(Stored items)
[Start of Attachment]
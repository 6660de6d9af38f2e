//! Recording state machine.
//!
//! `Idle -> Recording -> Idle`. Samples are buffered only while recording and
//! the buffer is aggregated exactly once, on the transition back to idle.

use crate::capture::types::EmotionSample;
use crate::core::session::NewSession;
use thiserror::Error;

#[derive(Debug, Clone, Copy, PartialEq, Eq)]
pub enum RecorderState {
    Idle,
    Recording {
        /// ms epoch
        started_at: i64,
    },
}

#[derive(Debug, Clone, PartialEq, Eq, Error)]
pub enum RecorderError {
    #[error("a recording is already in progress")]
    AlreadyRecording,
    #[error("start the capture source before recording")]
    CaptureUnavailable,
}

/// Collects samples for one recording at a time.
#[derive(Debug)]
pub struct SessionRecorder {
    state: RecorderState,
    buffer: Vec<EmotionSample>,
}

impl SessionRecorder {
    pub fn new() -> Self {
        Self {
            state: RecorderState::Idle,
            buffer: Vec::new(),
        }
    }

    pub fn state(&self) -> RecorderState {
        self.state
    }

    pub fn is_recording(&self) -> bool {
        matches!(self.state, RecorderState::Recording { .. })
    }

    /// Begin a new recording at `now` (ms epoch).
    ///
    /// Any samples left from a previous recording are discarded.
    pub fn start(&mut self, now: i64, capture_active: bool) -> Result<(), RecorderError> {
        if self.is_recording() {
            return Err(RecorderError::AlreadyRecording);
        }
        if !capture_active {
            return Err(RecorderError::CaptureUnavailable);
        }

        self.buffer.clear();
        self.state = RecorderState::Recording { started_at: now };
        tracing::info!(started_at = now, "recording started");
        Ok(())
    }

    /// Append a sample. Returns `false` and drops the sample when idle.
    pub fn push(&mut self, sample: EmotionSample) -> bool {
        if !self.is_recording() {
            tracing::debug!(timestamp = sample.timestamp, "dropping sample while idle");
            return false;
        }
        self.buffer.push(sample);
        true
    }

    /// End the recording at `now` (ms epoch).
    ///
    /// Returns the aggregated session, or `None` when idle or when nothing
    /// was captured. The buffer moves into the returned session.
    pub fn stop(&mut self, now: i64) -> Option<NewSession> {
        let RecorderState::Recording { started_at } = self.state else {
            return None;
        };
        self.state = RecorderState::Idle;

        if self.buffer.is_empty() {
            tracing::info!("recording stopped with no samples, nothing to save");
            return None;
        }

        let samples = std::mem::take(&mut self.buffer);
        let count = samples.len();
        match NewSession::from_recording(started_at, now, samples) {
            Ok(session) => {
                tracing::info!(
                    samples = count,
                    duration_secs = session.duration,
                    dominant = %session.dominant_emotion,
                    "recording stopped"
                );
                Some(session)
            }
            Err(e) => {
                tracing::error!("failed to aggregate recording: {e}");
                None
            }
        }
    }

    /// Samples captured so far in the current recording.
    pub fn buffer(&self) -> &[EmotionSample] {
        &self.buffer
    }

    /// Start of the current recording, if any.
    pub fn started_at(&self) -> Option<i64> {
        match self.state {
            RecorderState::Recording { started_at } => Some(started_at),
            RecorderState::Idle => None,
        }
    }
}

impl Default for SessionRecorder {
    fn default() -> Self {
        Self::new()
    }
}
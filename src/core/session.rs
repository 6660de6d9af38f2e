//! Session records produced when a recording stops.
//!
//! The JSON layout matches the persisted session collection: camelCase keys,
//! millisecond timestamps and the nested `insights` block.

use crate::capture::types::{EmotionChannel, EmotionSample};
use crate::core::aggregate::{aggregate, AggregateError, Insights};
use chrono::{DateTime, TimeZone, Utc};
use serde::{Deserialize, Serialize};

/// A completed recording that has not been assigned an id yet.
#[derive(Debug, Clone, PartialEq, Serialize, Deserialize)]
#[serde(rename_all = "camelCase")]
pub struct NewSession {
    /// Recording start, ms epoch
    pub timestamp: i64,
    /// Recording length in seconds
    pub duration: f64,
    pub dominant_emotion: EmotionChannel,
    pub average_confidence: f64,
    /// Samples in chronological order, never empty
    pub emotion_data: Vec<EmotionSample>,
    pub insights: Insights,
}

impl NewSession {
    /// Aggregate a finished recording.
    ///
    /// `started_at` and `stopped_at` are ms epoch. The caller owns the
    /// buffer check: an empty buffer is an error, not a zero session.
    pub fn from_recording(
        started_at: i64,
        stopped_at: i64,
        samples: Vec<EmotionSample>,
    ) -> Result<Self, AggregateError> {
        let summary = aggregate(&samples)?;
        Ok(Self {
            timestamp: started_at,
            duration: (stopped_at - started_at).max(0) as f64 / 1000.0,
            dominant_emotion: summary.dominant_emotion,
            average_confidence: summary.average_confidence,
            emotion_data: samples,
            insights: summary.insights,
        })
    }

    /// Attach a store-assigned id.
    pub fn with_id(self, id: String) -> EmotionSession {
        EmotionSession {
            id,
            timestamp: self.timestamp,
            duration: self.duration,
            dominant_emotion: self.dominant_emotion,
            average_confidence: self.average_confidence,
            emotion_data: self.emotion_data,
            insights: self.insights,
        }
    }
}

/// A persisted session. Never mutated after creation.
#[derive(Debug, Clone, PartialEq, Serialize, Deserialize)]
#[serde(rename_all = "camelCase")]
pub struct EmotionSession {
    pub id: String,
    pub timestamp: i64,
    pub duration: f64,
    pub dominant_emotion: EmotionChannel,
    pub average_confidence: f64,
    pub emotion_data: Vec<EmotionSample>,
    pub insights: Insights,
}

impl EmotionSession {
    /// Session start as a UTC datetime.
    pub fn started_at(&self) -> DateTime<Utc> {
        Utc.timestamp_millis_opt(self.timestamp)
            .single()
            .unwrap_or_default()
    }

    pub fn sample_count(&self) -> usize {
        self.emotion_data.len()
    }
}

#[cfg(test)]
mod tests {
    use super::*;
    use crate::capture::types::EmotionVector;

    #[test]
    fn test_from_recording_computes_duration() {
        let samples = vec![EmotionSample::new(
            1_500,
            EmotionVector::from_values([0.5, 0.0, 0.0, 0.0, 0.2, 0.0, 0.0]),
            0.9,
        )];
        let session = NewSession::from_recording(1_000, 4_250, samples).unwrap();

        assert_eq!(session.timestamp, 1_000);
        assert!((session.duration - 3.25).abs() < 1e-12);
        assert_eq!(session.dominant_emotion, EmotionChannel::Happy);
    }

    #[test]
    fn test_from_recording_rejects_empty_buffer() {
        let result = NewSession::from_recording(1_000, 2_000, Vec::new());
        assert_eq!(result, Err(AggregateError::EmptySamples));
    }

    #[test]
    fn test_session_json_keys() {
        let samples = vec![EmotionSample::new(
            10,
            EmotionVector::from_values([0.1, 0.0, 0.0, 0.0, 0.6, 0.0, 0.0]),
            0.95,
        )];
        let session = NewSession::from_recording(0, 500, samples)
            .unwrap()
            .with_id("session-1".to_string());
        let json = serde_json::to_value(&session).unwrap();

        assert_eq!(json["id"], "session-1");
        assert_eq!(json["dominantEmotion"], "neutral");
        assert_eq!(json["averageConfidence"], 0.95);
        assert_eq!(json["emotionData"][0]["timestamp"], 10);
        assert!(json["insights"]["avgEmotions"].is_object());
    }
}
[End of Attachment]
* **YOUR OBJECTIVE**
Go through the data and show each line that holds "when".

* **ANSWER FOR THIS EXERCISE**
    /// Append a sample. Returns `false` and drops the sample when idle.
    /// Returns the aggregated session, or `None` when idle or when nothing
//! Session records produced when a recording stops.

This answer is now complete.